What does “it will be blocked” mean? In the log output provided, I see a ^C, as if the execution was manually halted by the user.

Code produced by a debug build can run very slowly, and depending on your runtime environment, this means that the execution time of kernels may exceed the limit imposed by the operating system’s GUI watchdog timer. Typically this limit is set to something like 2 seconds. Does the GPU you are running on also service the GUI?

1 Like

An A100 GPU does not service a display. However it’s possible that the -G switch has caused a significant increase in execution time.

1 Like

Emmm, I am using the server, so I think no GUI is provided… “It will be blocked” mean, it is verrrrrry slow, about 5-10min… So I mannually shut it down.

I didn’t look at the type of GPU involved; my bad.

With CUDA, debug builds can expected to be very slow. In order to allow the reliable tracking of the value of all variables and precise breakpoints, the compiler turns off all optimizations when compiling device code in a debug build. If you look at the generated machine code (SASS) for a debug build, you will even see code idioms that I call “pessimizations”, like nonsensical looking redundant data moves.
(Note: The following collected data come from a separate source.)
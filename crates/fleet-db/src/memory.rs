use std::sync::Mutex;

use async_trait::async_trait;
use uuid::Uuid;

use crate::models::{MachineRecord, NewMachineRecord, RecordFilter, RecordState};
use crate::{Error, MachineRecordStore, Result};

/// In-process [`MachineRecordStore`], for tests and single-process embedding.
#[derive(Default)]
pub struct MemoryMachineStore {
    records: Mutex<Vec<MachineRecord>>,
}

impl MemoryMachineStore {
    pub fn new() -> Self {
        Self::default()
    }

    /// Every record ever written, tombstones included.
    pub fn snapshot(&self) -> Vec<MachineRecord> {
        self.lock().clone()
    }

    fn lock(&self) -> std::sync::MutexGuard<'_, Vec<MachineRecord>> {
        // A panic while holding the lock cannot leave a half-written record.
        self.records.lock().unwrap_or_else(|e| e.into_inner())
    }
}

#[async_trait]
impl MachineRecordStore for MemoryMachineStore {
    async fn create(&self, record: &NewMachineRecord) -> Result<MachineRecord> {
        let mut records = self.lock();
        if records.iter().any(|r| r.machine_id == record.machine_id) {
            return Err(Error::Conflict(record.machine_id.clone()));
        }
        let created = MachineRecord {
            id: Uuid::new_v4(),
            owner_token: record.owner_token.clone(),
            machine_id: record.machine_id.clone(),
            address: record.address.clone(),
            state: RecordState::Active,
            created_at: record.created_at,
        };
        records.push(created.clone());
        Ok(created)
    }

    async fn update_state(&self, filter: &RecordFilter, state: RecordState) -> Result<u64> {
        let mut touched = 0;
        for record in self.lock().iter_mut().filter(|r| filter.matches(r)) {
            record.state = state;
            touched += 1;
        }
        Ok(touched)
    }

    async fn find_many(&self, filter: &RecordFilter) -> Result<Vec<MachineRecord>> {
        let mut found: Vec<_> = self.lock().iter().filter(|r| filter.matches(r)).cloned().collect();
        found.sort_by_key(|r| r.created_at);
        Ok(found)
    }

    async fn find_first(&self, filter: &RecordFilter) -> Result<Option<MachineRecord>> {
        Ok(self.find_many(filter).await?.into_iter().next())
    }

    async fn find_address(&self, filter: &RecordFilter) -> Result<Option<String>> {
        Ok(self.find_first(filter).await?.map(|r| r.address))
    }
}

#[cfg(test)]
mod tests {
    use chrono::{Duration, Utc};

    use super::*;

    fn new_record(machine_id: &str) -> NewMachineRecord {
        NewMachineRecord {
            owner_token: "tok".into(),
            machine_id: machine_id.into(),
            address: format!("fdaa::{machine_id}"),
            created_at: Utc::now(),
        }
    }

    #[tokio::test]
    async fn create_starts_active() {
        let store = MemoryMachineStore::new();
        let record = store.create(&new_record("m1")).await.unwrap();
        assert_eq!(record.state, RecordState::Active);
        assert_eq!(record.machine_id, "m1");
    }

    #[tokio::test]
    async fn machine_ids_are_never_reused() {
        let store = MemoryMachineStore::new();
        store.create(&new_record("m1")).await.unwrap();
        store
            .update_state(&RecordFilter::machine("m1"), RecordState::Deleted)
            .await
            .unwrap();

        let err = store.create(&new_record("m1")).await.unwrap_err();
        assert!(matches!(err, Error::Conflict(id) if id == "m1"));
        assert_eq!(store.snapshot().len(), 1);
    }

    #[tokio::test]
    async fn update_state_reports_rows_touched() {
        let store = MemoryMachineStore::new();
        store.create(&new_record("m1")).await.unwrap();
        store.create(&new_record("m2")).await.unwrap();

        let touched = store
            .update_state(&RecordFilter::machine("m1"), RecordState::PendingDelete)
            .await
            .unwrap();
        assert_eq!(touched, 1);

        let touched = store
            .update_state(&RecordFilter::machine("missing"), RecordState::Deleted)
            .await
            .unwrap();
        assert_eq!(touched, 0);
    }

    #[tokio::test]
    async fn lookups_skip_tombstones() {
        let store = MemoryMachineStore::new();
        store.create(&new_record("m1")).await.unwrap();
        store
            .update_state(&RecordFilter::machine("m1"), RecordState::PendingDelete)
            .await
            .unwrap();

        assert!(store.find_first(&RecordFilter::active("m1")).await.unwrap().is_none());
        assert!(store.find_address(&RecordFilter::active("m1")).await.unwrap().is_none());
        assert!(store.find_first(&RecordFilter::machine("m1")).await.unwrap().is_some());
    }

    #[tokio::test]
    async fn find_many_orders_by_creation_time() {
        let store = MemoryMachineStore::new();
        let mut later = new_record("later");
        later.created_at = Utc::now() + Duration::minutes(5);
        store.create(&later).await.unwrap();
        store.create(&new_record("earlier")).await.unwrap();

        let ids: Vec<_> = store
            .find_many(&RecordFilter::in_state(RecordState::Active))
            .await
            .unwrap()
            .into_iter()
            .map(|r| r.machine_id)
            .collect();
        assert_eq!(ids, ["earlier", "later"]);
    }

    #[tokio::test]
    async fn find_address_projects_cached_address() {
        let store = MemoryMachineStore::new();
        store.create(&new_record("m1")).await.unwrap();
        let address = store.find_address(&RecordFilter::active("m1")).await.unwrap();
        assert_eq!(address.as_deref(), Some("fdaa::m1"));
    }
}
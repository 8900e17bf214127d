use rand::seq::IndexedRandom;
use tokio::sync::Mutex;
use tracing::{info, warn};

/// Regions with less spare capacity than this are never used as fallbacks.
pub const MIN_FALLBACK_CAPACITY: i64 = 100;

/// Lazily fetched list of regions eligible as creation fallbacks.
///
/// The list is fetched once and never refreshed. A failed or empty fetch
/// leaves the cache empty, so the next call tries again.
pub struct RegionCatalog {
    client: fly_api::FlyClient,
    codes: Mutex<Vec<String>>,
}

impl RegionCatalog {
    pub fn new(client: fly_api::FlyClient) -> Self {
        Self {
            client,
            codes: Mutex::new(Vec::new()),
        }
    }

    /// Fetch the region list if nothing is cached yet. Discovery errors are
    /// logged and leave the catalog empty.
    pub async fn ensure_loaded(&self) {
        let mut codes = self.codes.lock().await;
        if !codes.is_empty() {
            return;
        }

        match self.client.list_regions().await {
            Ok(regions) => {
                *codes = eligible(&regions);
                info!(count = codes.len(), "fly: loaded fallback regions");
            }
            Err(e) => warn!(error = %e, "fly: region discovery failed, no fallback regions"),
        }
    }

    /// Cached region codes, without triggering a fetch.
    pub async fn regions(&self) -> Vec<String> {
        self.codes.lock().await.clone()
    }

    /// Pick one fallback region uniformly at random, or `None` when
    /// discovery yielded nothing to pick from.
    pub async fn choose(&self) -> Option<String> {
        self.ensure_loaded().await;
        let codes = self.codes.lock().await;
        codes.choose(&mut rand::rng()).cloned()
    }
}

/// Free-tier regions with room to spare.
pub fn eligible(regions: &[fly_api::Region]) -> Vec<String> {
    regions
        .iter()
        .filter(|r| !r.requires_paid_plan && r.capacity > MIN_FALLBACK_CAPACITY)
        .map(|r| r.code.clone())
        .collect()
}

#[cfg(test)]
mod tests {
    use wiremock::matchers::{method, path};
    use wiremock::{Mock, MockServer, ResponseTemplate};

    use super::*;
    use crate::testing::{client, regions_body};

    #[tokio::test]
    async fn filters_paid_and_low_capacity_regions() {
        let server = MockServer::start().await;
        Mock::given(method("GET"))
            .and(path("/platform/regions"))
            .respond_with(ResponseTemplate::new(200).set_body_json(regions_body(&[
                ("ams", false, 400),
                ("jnb", true, 900),
                ("gru", false, 100),
                ("cdg", false, 101),
            ])))
            .mount(&server)
            .await;

        let catalog = RegionCatalog::new(client(&server));
        catalog.ensure_loaded().await;
        assert_eq!(catalog.regions().await, ["ams", "cdg"]);
    }

    #[tokio::test]
    async fn populated_catalog_never_refetches() {
        let server = MockServer::start().await;
        Mock::given(method("GET"))
            .and(path("/platform/regions"))
            .respond_with(
                ResponseTemplate::new(200).set_body_json(regions_body(&[("ams", false, 400)])),
            )
            .expect(1)
            .mount(&server)
            .await;

        let catalog = RegionCatalog::new(client(&server));
        catalog.ensure_loaded().await;
        for _ in 0..5 {
            assert_eq!(catalog.choose().await.as_deref(), Some("ams"));
        }
        catalog.ensure_loaded().await;
    }

    #[tokio::test]
    async fn discovery_failure_degrades_to_no_fallback() {
        let server = MockServer::start().await;
        Mock::given(method("GET"))
            .and(path("/platform/regions"))
            .respond_with(ResponseTemplate::new(502))
            .mount(&server)
            .await;

        let catalog = RegionCatalog::new(client(&server));
        catalog.ensure_loaded().await;
        assert!(catalog.regions().await.is_empty());
        assert!(catalog.choose().await.is_none());
    }

    #[tokio::test]
    async fn empty_catalog_retries_discovery() {
        let server = MockServer::start().await;
        Mock::given(method("GET"))
            .and(path("/platform/regions"))
            .respond_with(ResponseTemplate::new(200).set_body_json(regions_body(&[])))
            .expect(2)
            .mount(&server)
            .await;

        let catalog = RegionCatalog::new(client(&server));
        catalog.ensure_loaded().await;
        catalog.ensure_loaded().await;
        assert!(catalog.regions().await.is_empty());
    }

    #[tokio::test]
    async fn choose_only_returns_cached_codes() {
        let server = MockServer::start().await;
        Mock::given(method("GET"))
            .and(path("/platform/regions"))
            .respond_with(ResponseTemplate::new(200).set_body_json(regions_body(&[
                ("ams", false, 400),
                ("cdg", false, 400),
                ("fra", false, 400),
            ])))
            .mount(&server)
            .await;

        let catalog = RegionCatalog::new(client(&server));
        for _ in 0..20 {
            let region = catalog.choose().await.unwrap();
            assert!(["ams", "cdg", "fra"].contains(&region.as_str()));
        }
    }
}
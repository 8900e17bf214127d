mod config;
mod sweep;

use std::sync::Arc;

use fleet_core::Fleet;
use fleet_db::PgMachineStore;
use tracing_subscriber::EnvFilter;

use crate::config::SweeperConfig;

#[tokio::main]
async fn main() {
    // Load .env if present
    let _ = dotenvy::dotenv();

    tracing_subscriber::fmt()
        .with_env_filter(EnvFilter::try_from_default_env().unwrap_or_else(|_| "info".into()))
        .init();

    let config = SweeperConfig::from_env();

    let pool = fleet_db::create_pool(&config.database_url)
        .await
        .expect("failed to connect to database");

    fleet_db::run_migrations(&pool)
        .await
        .expect("failed to run migrations");

    let store = Arc::new(PgMachineStore::new(pool));
    let fleet = Arc::new(Fleet::from_env(store).expect("failed to configure fly client"));

    fleet.regions().ensure_loaded().await;
    tracing::info!(
        app = fleet.app(),
        regions = ?fleet.regions().regions().await,
        interval_secs = config.sweep_interval_secs,
        "starting machine sweeper"
    );

    if let Err(e) = spawn_sweeper_until_shutdown(fleet, config.sweep_interval_secs).await {
        tracing::error!(error = %e, "sweeper stopped");
    }
}

async fn spawn_sweeper_until_shutdown(
    fleet: Arc<Fleet>,
    interval_secs: u64,
) -> Result<(), tokio::task::JoinError> {
    let handle = sweep::spawn_sweeper(fleet, interval_secs);
    tokio::select! {
        res = handle => res,
        _ = tokio::signal::ctrl_c() => {
            tracing::info!("shutdown signal received");
            Ok(())
        }
    }
}
use std::collections::HashMap;

use fly_api::{GuestConfig, MachineMount, MachineService};

/// What the caller wants created. `region` is only a first choice: retries
/// replace it with a fallback region.
#[derive(Debug, Clone, Default)]
pub struct MachineSpec {
    pub name: String,
    pub region: String,
    pub image: String,
    pub env: HashMap<String, String>,
    pub services: Vec<MachineService>,
    pub mounts: Vec<MachineMount>,
    pub guest: Option<GuestConfig>,
}

impl MachineSpec {
    pub(crate) fn to_request(&self, region: &str) -> fly_api::CreateMachineRequest {
        fly_api::CreateMachineRequest {
            name: self.name.clone(),
            region: region.to_string(),
            config: fly_api::MachineConfig {
                image: self.image.clone(),
                env: (!self.env.is_empty()).then(|| self.env.clone()),
                services: (!self.services.is_empty()).then(|| self.services.clone()),
                mounts: (!self.mounts.is_empty()).then(|| self.mounts.clone()),
                guest: self.guest.clone(),
            },
        }
    }
}

/// Outcome of re-driving interrupted destroys.
#[derive(Debug, Clone, Default, PartialEq, Eq)]
pub struct ReconcileReport {
    /// Machines confirmed gone remotely whose records are now `deleted`.
    pub finalized: Vec<String>,
    /// Machines whose remote deletion still fails; left `pending_delete`.
    pub failed: Vec<String>,
}

/// Read-only comparison of local records against the provider.
#[derive(Debug, Clone, Default)]
pub struct AuditReport {
    /// Active records checked against the provider.
    pub checked: usize,
    /// Active records whose machine the provider no longer knows.
    pub orphaned_records: Vec<fleet_db::MachineRecord>,
    /// Remote machines with no local record at all.
    pub untracked_machines: Vec<fly_api::Machine>,
    /// Active records whose status could not be fetched.
    pub unreachable: Vec<String>,
}

impl AuditReport {
    pub fn is_consistent(&self) -> bool {
        self.orphaned_records.is_empty()
            && self.untracked_machines.is_empty()
            && self.unreachable.is_empty()
    }
}
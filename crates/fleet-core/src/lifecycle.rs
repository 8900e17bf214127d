use std::collections::HashSet;
use std::sync::Arc;

use fleet_db::{MachineRecord, MachineRecordStore, RecordFilter, RecordState};
use tracing::{debug, error, info, warn};

use crate::Result;
use crate::types::{AuditReport, ReconcileReport};

/// Destroys machines and answers status queries.
///
/// Destruction is a local-first saga: records move to `pending_delete`
/// before the provider is asked to delete anything, and only reach
/// `deleted` once it has. A crash or provider failure in between leaves
/// `pending_delete` records for [`reconcile_pending_deletes`] to finish.
///
/// [`reconcile_pending_deletes`]: LifecycleController::reconcile_pending_deletes
pub struct LifecycleController {
    client: fly_api::FlyClient,
    store: Arc<dyn MachineRecordStore>,
}

impl LifecycleController {
    pub fn new(client: fly_api::FlyClient, store: Arc<dyn MachineRecordStore>) -> Self {
        Self { client, store }
    }

    /// Tombstone the active records for `machine_id`, then force-delete the machine.
    ///
    /// If the tombstone write fails no remote call is made. If the remote
    /// delete fails the records stay `pending_delete` and the error is returned.
    /// A machine whose records are all `deleted` is already destroyed and
    /// is left alone; a `pending_delete` one is re-driven.
    pub async fn destroy(&self, machine_id: &str) -> Result<()> {
        let marked = self
            .store
            .update_state(&RecordFilter::active(machine_id), RecordState::PendingDelete)
            .await
            .inspect_err(|e| error!(machine_id, error = %e, "soft delete failed, machine left running"))?;
        if marked == 0 && self.already_destroyed(machine_id).await? {
            debug!(machine_id, "machine already destroyed");
            return Ok(());
        }

        self.delete_remote(machine_id).await?;
        self.finalize(machine_id).await?;

        info!(machine_id, "fly: machine destroyed");
        Ok(())
    }

    /// Local view of live machines. May include machines the provider has
    /// since removed out-of-band.
    pub async fn list_active(&self) -> Result<Vec<MachineRecord>> {
        Ok(self
            .store
            .find_many(&RecordFilter::in_state(RecordState::Active))
            .await?)
    }

    pub async fn get_record(&self, machine_id: &str) -> Result<Option<MachineRecord>> {
        Ok(self.store.find_first(&RecordFilter::active(machine_id)).await?)
    }

    pub async fn get_address(&self, machine_id: &str) -> Result<Option<String>> {
        Ok(self.store.find_address(&RecordFilter::active(machine_id)).await?)
    }

    /// Live status straight from the provider, ignoring local records.
    /// `None` means the provider answered 404.
    pub async fn get_remote_status(&self, machine_id: &str) -> Result<Option<fly_api::Machine>> {
        let machine = self
            .client
            .get_machine(machine_id)
            .await
            .inspect_err(|e| error!(machine_id, error = %e, "fly: machine status request failed"))?;
        Ok(machine)
    }

    /// Retry the remote half of every interrupted destroy.
    ///
    /// A 404 from the provider means the machine is already gone and the
    /// record is finalized. Other failures are reported, not returned.
    pub async fn reconcile_pending_deletes(&self) -> Result<ReconcileReport> {
        let pending = self
            .store
            .find_many(&RecordFilter::in_state(RecordState::PendingDelete))
            .await?;

        let mut seen = HashSet::new();
        let mut report = ReconcileReport::default();
        for record in pending {
            if !seen.insert(record.machine_id.clone()) {
                continue;
            }
            let machine_id = record.machine_id;

            match self.client.delete_machine(&machine_id, true).await {
                Ok(()) => {}
                Err(e) if e.is_not_found() => {
                    debug!(%machine_id, "machine already gone remotely");
                }
                Err(e) => {
                    warn!(%machine_id, error = %e, "reconcile: remote delete still failing");
                    report.failed.push(machine_id);
                    continue;
                }
            }

            match self.finalize(&machine_id).await {
                Ok(()) => report.finalized.push(machine_id),
                Err(e) => {
                    warn!(%machine_id, error = %e, "reconcile: could not finalize record");
                    report.failed.push(machine_id);
                }
            }
        }

        if !report.finalized.is_empty() || !report.failed.is_empty() {
            info!(
                finalized = report.finalized.len(),
                failed = report.failed.len(),
                "reconciled pending deletes"
            );
        }
        Ok(report)
    }

    /// Compare active records against the provider without changing either.
    ///
    /// Orphaned records and untracked machines are reported for an operator
    /// to act on; nothing here repairs them.
    pub async fn audit(&self) -> Result<AuditReport> {
        let mut report = AuditReport::default();

        for record in self.list_active().await? {
            report.checked += 1;
            match self.client.get_machine(&record.machine_id).await {
                Ok(Some(_)) => {}
                Ok(None) => {
                    warn!(machine_id = %record.machine_id, "audit: active record has no remote machine");
                    report.orphaned_records.push(record);
                }
                Err(e) => {
                    warn!(machine_id = %record.machine_id, error = %e, "audit: status check failed");
                    report.unreachable.push(record.machine_id);
                }
            }
        }

        let known: HashSet<String> = self
            .store
            .find_many(&RecordFilter::default())
            .await?
            .into_iter()
            .map(|r| r.machine_id)
            .collect();
        let remote = self
            .client
            .list_machines()
            .await
            .inspect_err(|e| error!(error = %e, "fly: list machines failed"))?;
        for machine in remote {
            if !known.contains(&machine.id) {
                warn!(machine_id = %machine.id, region = %machine.region, "audit: remote machine has no local record");
                report.untracked_machines.push(machine);
            }
        }

        Ok(report)
    }

    /// True when records exist for `machine_id` and every one is `deleted`.
    async fn already_destroyed(&self, machine_id: &str) -> Result<bool> {
        let records = self
            .store
            .find_many(&RecordFilter::machine(machine_id))
            .await
            .inspect_err(|e| error!(machine_id, error = %e, "record lookup failed, machine left running"))?;
        if records.is_empty() {
            debug!(machine_id, "no local record for machine being destroyed");
            return Ok(false);
        }
        Ok(records.iter().all(|r| r.state == RecordState::Deleted))
    }

    async fn delete_remote(&self, machine_id: &str) -> Result<()> {
        self.client
            .delete_machine(machine_id, true)
            .await
            .inspect_err(|e| {
                error!(machine_id, error = %e, "fly: remote delete failed, record left pending_delete")
            })?;
        Ok(())
    }

    async fn finalize(&self, machine_id: &str) -> Result<()> {
        let filter = RecordFilter::machine(machine_id).with_state(RecordState::PendingDelete);
        self.store
            .update_state(&filter, RecordState::Deleted)
            .await
            .inspect_err(|e| error!(machine_id, error = %e, "remote machine deleted but record not finalized"))?;
        Ok(())
    }
}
Conversely, if you look at the machine code generated for a release build (which by default uses full optimizations), you will have trouble following the code even for fairly simple kernels. Variables from the high-level CUDA C++ code may have disappeared, while others may have been synthesized by the compiler, or the same variable lives in different registers over the lifetime of a kernel. Code from one line of source code may be dispersed over dozens of individual instructions appearing over longish stretches of code that mix code from different inlined functions.